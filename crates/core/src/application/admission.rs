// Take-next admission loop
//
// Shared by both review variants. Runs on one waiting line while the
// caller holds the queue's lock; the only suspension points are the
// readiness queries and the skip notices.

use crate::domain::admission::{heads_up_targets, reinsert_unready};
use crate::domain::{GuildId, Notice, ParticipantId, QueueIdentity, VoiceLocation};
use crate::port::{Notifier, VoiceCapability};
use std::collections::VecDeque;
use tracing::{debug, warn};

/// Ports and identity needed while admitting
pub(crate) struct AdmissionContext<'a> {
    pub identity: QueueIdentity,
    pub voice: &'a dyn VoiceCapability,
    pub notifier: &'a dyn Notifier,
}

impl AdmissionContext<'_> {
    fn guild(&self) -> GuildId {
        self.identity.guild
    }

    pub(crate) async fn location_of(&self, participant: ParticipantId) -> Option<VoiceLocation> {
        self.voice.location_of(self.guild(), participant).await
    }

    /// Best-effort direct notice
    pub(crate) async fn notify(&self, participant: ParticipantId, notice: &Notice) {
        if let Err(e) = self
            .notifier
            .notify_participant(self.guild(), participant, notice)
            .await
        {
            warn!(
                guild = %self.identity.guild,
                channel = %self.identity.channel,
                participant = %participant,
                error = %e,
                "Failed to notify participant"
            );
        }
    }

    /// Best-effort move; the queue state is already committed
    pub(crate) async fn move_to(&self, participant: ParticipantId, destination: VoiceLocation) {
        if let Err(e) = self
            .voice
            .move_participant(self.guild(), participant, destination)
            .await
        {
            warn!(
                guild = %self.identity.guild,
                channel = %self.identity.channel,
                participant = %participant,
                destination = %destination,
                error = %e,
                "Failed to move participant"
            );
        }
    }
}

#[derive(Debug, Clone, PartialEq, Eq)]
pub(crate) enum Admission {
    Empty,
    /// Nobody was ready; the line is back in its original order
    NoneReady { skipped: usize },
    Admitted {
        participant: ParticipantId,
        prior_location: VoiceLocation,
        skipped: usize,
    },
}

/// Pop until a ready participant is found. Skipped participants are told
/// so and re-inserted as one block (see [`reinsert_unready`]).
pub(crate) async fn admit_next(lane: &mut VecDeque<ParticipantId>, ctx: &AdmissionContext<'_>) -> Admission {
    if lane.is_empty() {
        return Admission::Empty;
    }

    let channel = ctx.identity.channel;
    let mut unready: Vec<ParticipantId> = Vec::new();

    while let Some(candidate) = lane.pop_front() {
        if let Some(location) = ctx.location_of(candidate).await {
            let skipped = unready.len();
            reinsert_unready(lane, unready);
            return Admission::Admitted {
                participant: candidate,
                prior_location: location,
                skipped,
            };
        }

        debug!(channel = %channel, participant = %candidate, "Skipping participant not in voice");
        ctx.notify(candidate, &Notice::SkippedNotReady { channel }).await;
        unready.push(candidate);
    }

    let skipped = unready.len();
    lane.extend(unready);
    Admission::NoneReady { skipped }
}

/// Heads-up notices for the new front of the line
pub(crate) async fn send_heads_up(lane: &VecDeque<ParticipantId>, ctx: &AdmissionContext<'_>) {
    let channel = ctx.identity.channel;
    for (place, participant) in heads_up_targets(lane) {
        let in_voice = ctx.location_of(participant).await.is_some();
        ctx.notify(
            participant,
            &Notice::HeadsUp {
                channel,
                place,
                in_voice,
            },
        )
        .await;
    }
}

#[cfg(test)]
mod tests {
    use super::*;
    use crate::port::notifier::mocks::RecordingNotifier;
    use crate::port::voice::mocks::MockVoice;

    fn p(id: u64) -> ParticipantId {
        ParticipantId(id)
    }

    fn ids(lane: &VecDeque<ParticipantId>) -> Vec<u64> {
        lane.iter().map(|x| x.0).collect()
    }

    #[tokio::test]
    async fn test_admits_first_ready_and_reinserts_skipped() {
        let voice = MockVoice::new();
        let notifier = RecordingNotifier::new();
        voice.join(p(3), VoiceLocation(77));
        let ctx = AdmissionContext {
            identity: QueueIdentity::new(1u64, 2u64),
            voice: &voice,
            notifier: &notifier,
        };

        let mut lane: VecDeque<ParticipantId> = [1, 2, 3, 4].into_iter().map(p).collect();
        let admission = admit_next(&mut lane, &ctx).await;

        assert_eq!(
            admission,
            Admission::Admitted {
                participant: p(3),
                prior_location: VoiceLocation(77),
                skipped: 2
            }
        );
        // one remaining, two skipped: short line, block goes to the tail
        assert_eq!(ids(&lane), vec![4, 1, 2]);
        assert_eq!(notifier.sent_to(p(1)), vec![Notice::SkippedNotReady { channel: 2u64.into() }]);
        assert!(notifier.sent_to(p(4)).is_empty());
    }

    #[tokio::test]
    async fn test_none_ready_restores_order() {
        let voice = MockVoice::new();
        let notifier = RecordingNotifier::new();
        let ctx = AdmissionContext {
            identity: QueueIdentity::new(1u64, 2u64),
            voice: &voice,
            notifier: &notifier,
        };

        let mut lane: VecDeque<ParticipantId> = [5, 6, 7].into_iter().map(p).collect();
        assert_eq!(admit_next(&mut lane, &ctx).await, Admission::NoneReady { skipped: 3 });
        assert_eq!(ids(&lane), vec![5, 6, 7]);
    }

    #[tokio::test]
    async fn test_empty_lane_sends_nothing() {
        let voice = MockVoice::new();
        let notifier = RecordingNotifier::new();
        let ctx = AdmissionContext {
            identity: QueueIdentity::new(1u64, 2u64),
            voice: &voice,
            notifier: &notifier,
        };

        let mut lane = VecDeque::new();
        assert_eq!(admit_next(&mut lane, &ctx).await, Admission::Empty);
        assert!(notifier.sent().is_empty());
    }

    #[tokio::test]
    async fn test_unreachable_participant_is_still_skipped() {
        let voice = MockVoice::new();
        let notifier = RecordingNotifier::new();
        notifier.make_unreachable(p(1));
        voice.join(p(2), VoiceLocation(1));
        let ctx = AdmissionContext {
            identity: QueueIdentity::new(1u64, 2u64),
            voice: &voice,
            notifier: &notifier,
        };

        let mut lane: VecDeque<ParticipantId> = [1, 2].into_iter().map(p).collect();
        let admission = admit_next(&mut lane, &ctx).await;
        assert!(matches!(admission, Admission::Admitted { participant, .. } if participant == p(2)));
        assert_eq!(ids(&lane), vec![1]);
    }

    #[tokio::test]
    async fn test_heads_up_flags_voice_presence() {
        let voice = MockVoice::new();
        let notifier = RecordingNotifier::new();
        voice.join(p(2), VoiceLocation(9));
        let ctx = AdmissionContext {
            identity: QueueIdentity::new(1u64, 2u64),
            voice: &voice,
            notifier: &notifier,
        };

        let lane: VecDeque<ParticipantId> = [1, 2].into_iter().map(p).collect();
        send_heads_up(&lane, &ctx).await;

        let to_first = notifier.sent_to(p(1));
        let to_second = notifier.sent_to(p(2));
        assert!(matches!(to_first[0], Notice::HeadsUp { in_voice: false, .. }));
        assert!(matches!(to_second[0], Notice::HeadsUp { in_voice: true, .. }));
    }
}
☆ ☆ ☆ ☆ ☆
[Activity]
Word for word, repeat every line of the data.

[Answer for this exercise]
filename crates/core/src/application/admission.rs
// Take-next admission loop
//
// Shared by both review variants. Runs on one waiting line while the
// caller holds the queue's lock; the only suspension points are the
// readiness queries and the skip notices.

use crate::domain::admission::{heads_up_targets, reinsert_unready};
use crate::domain::{GuildId, Notice, ParticipantId, QueueIdentity, VoiceLocation};
use crate::port::{Notifier, VoiceCapability};
use std::collections::VecDeque;
use tracing::{debug, warn};

/// Ports and identity needed while admitting
pub(crate) struct AdmissionContext<'a> {
    pub identity: QueueIdentity,
    pub voice: &'a dyn VoiceCapability,
    pub notifier: &'a dyn Notifier,
}

impl AdmissionContext<'_> {
    fn guild(&self) -> GuildId {
        self.identity.guild
    }

    pub(crate) async fn location_of(&self, participant: ParticipantId) -> Option<VoiceLocation> {
        self.voice.location_of(self.guild(), participant).await
    }

    /// Best-effort direct notice
    pub(crate) async fn notify(&self, participant: ParticipantId, notice: &Notice) {
        if let Err(e) = self
            .notifier
            .notify_participant(self.guild(), participant, notice)
            .await
        {
            warn!(
                guild = %self.identity.guild,
                channel = %self.identity.channel,
                participant = %participant,
                error = %e,
                "Failed to notify participant"
            );
        }
    }

    /// Best-effort move; the queue state is already committed
    pub(crate) async fn move_to(&self, participant: ParticipantId, destination: VoiceLocation) {
        if let Err(e) = self
            .voice
            .move_participant(self.guild(), participant, destination)
            .await
        {
            warn!(
                guild = %self.identity.guild,
                channel = %self.identity.channel,
                participant = %participant,
                destination = %destination,
                error = %e,
                "Failed to move participant"
            );
        }
    }
}

#[derive(Debug, Clone, PartialEq, Eq)]
pub(crate) enum Admission {
    Empty,
    /// Nobody was ready; the line is back in its original order
    NoneReady { skipped: usize },
    Admitted {
        participant: ParticipantId,
        prior_location: VoiceLocation,
        skipped: usize,
    },
}

/// Pop until a ready participant is found. Skipped participants are told
/// so and re-inserted as one block (see [`reinsert_unready`]).
pub(crate) async fn admit_next(lane: &mut VecDeque<ParticipantId>, ctx: &AdmissionContext<'_>) -> Admission {
    if lane.is_empty() {
        return Admission::Empty;
    }

    let channel = ctx.identity.channel;
    let mut unready: Vec<ParticipantId> = Vec::new();

    while let Some(candidate) = lane.pop_front() {
        if let Some(location) = ctx.location_of(candidate).await {
            let skipped = unready.len();
            reinsert_unready(lane, unready);
            return Admission::Admitted {
                participant: candidate,
                prior_location: location,
                skipped,
            };
        }

        debug!(channel = %channel, participant = %candidate, "Skipping participant not in voice");
        ctx.notify(candidate, &Notice::SkippedNotReady { channel }).await;
        unready.push(candidate);
    }

    let skipped = unready.len();
    lane.extend(unready);
    Admission::NoneReady { skipped }
}

/// Heads-up notices for the new front of the line
pub(crate) async fn send_heads_up(lane: &VecDeque<ParticipantId>, ctx: &AdmissionContext<'_>) {
    let channel = ctx.identity.channel;
    for (place, participant) in heads_up_targets(lane) {
        let in_voice = ctx.location_of(participant).await.is_some();
        ctx.notify(
            participant,
            &Notice::HeadsUp {
                channel,
                place,
                in_voice,
            },
        )
        .await;
    }
}

#[cfg(test)]
mod tests {
    use super::*;
    use crate::port::notifier::mocks::RecordingNotifier;
    use crate::port::voice::mocks::MockVoice;

    fn p(id: u64) -> ParticipantId {
        ParticipantId(id)
    }

    fn ids(lane: &VecDeque<ParticipantId>) -> Vec<u64> {
        lane.iter().map(|x| x.0).collect()
    }

    #[tokio::test]
    async fn test_admits_first_ready_and_reinserts_skipped() {
        let voice = MockVoice::new();
        let notifier = RecordingNotifier::new();
        voice.join(p(3), VoiceLocation(77));
        let ctx = AdmissionContext {
            identity: QueueIdentity::new(1u64, 2u64),
            voice: &voice,
            notifier: &notifier,
        };

        let mut lane: VecDeque<ParticipantId> = [1, 2, 3, 4].into_iter().map(p).collect();
        let admission = admit_next(&mut lane, &ctx).await;

        assert_eq!(
            admission,
            Admission::Admitted {
                participant: p(3),
                prior_location: VoiceLocation(77),
                skipped: 2
            }
        );
        // one remaining, two skipped: short line, block goes to the tail
        assert_eq!(ids(&lane), vec![4, 1, 2]);
        assert_eq!(notifier.sent_to(p(1)), vec![Notice::SkippedNotReady { channel: 2u64.into() }]);
        assert!(notifier.sent_to(p(4)).is_empty());
    }

    #[tokio::test]
    async fn test_none_ready_restores_order() {
        let voice = MockVoice::new();
        let notifier = RecordingNotifier::new();
        let ctx = AdmissionContext {
            identity: QueueIdentity::new(1u64, 2u64),
            voice: &voice,
            notifier: &notifier,
        };

        let mut lane: VecDeque<ParticipantId> = [5, 6, 7].into_iter().map(p).collect();
        assert_eq!(admit_next(&mut lane, &ctx).await, Admission::NoneReady { skipped: 3 });
        assert_eq!(ids(&lane), vec![5, 6, 7]);
    }

    #[tokio::test]
    async fn test_empty_lane_sends_nothing() {
        let voice = MockVoice::new();
        let notifier = RecordingNotifier::new();
        let ctx = AdmissionContext {
            identity: QueueIdentity::new(1u64, 2u64),
            voice: &voice,
            notifier: &notifier,
        };

        let mut lane = VecDeque::new();
        assert_eq!(admit_next(&mut lane, &ctx).await, Admission::Empty);
        assert!(notifier.sent().is_empty());
    }

    #[tokio::test]
    async fn test_unreachable_participant_is_still_skipped() {
        let voice = MockVoice::new();
        let notifier = RecordingNotifier::new();
        notifier.make_unreachable(p(1));
        voice.join(p(2), VoiceLocation(1));
        let ctx = AdmissionContext {
            identity: QueueIdentity::new(1u64, 2u64),
            voice: &voice,
            notifier: &notifier,
        };

        let mut lane: VecDeque<ParticipantId> = [1, 2].into_iter().map(p).collect();
        let admission = admit_next(&mut lane, &ctx).await;
        assert!(matches!(admission, Admission::Admitted { participant, .. } if participant == p(2)));
        assert_eq!(ids(&lane), vec![1]);
    }

    #[tokio::test]
    async fn test_heads_up_flags_voice_presence() {
        let voice = MockVoice::new();
        let notifier = RecordingNotifier::new();
        voice.join(p(2), VoiceLocation(9));
        let ctx = AdmissionContext {
            identity: QueueIdentity::new(1u64, 2u64),
            voice: &voice,
            notifier: &notifier,
        };

        let lane: VecDeque<ParticipantId> = [1, 2].into_iter().map(p).collect();
        send_heads_up(&lane, &ctx).await;

        let to_first = notifier.sent_to(p(1));
        let to_second = notifier.sent_to(p(2));
        assert!(matches!(to_first[0], Notice::HeadsUp { in_voice: false, .. }));
        assert!(matches!(to_second[0], Notice::HeadsUp { in_voice: true, .. }));
    }
}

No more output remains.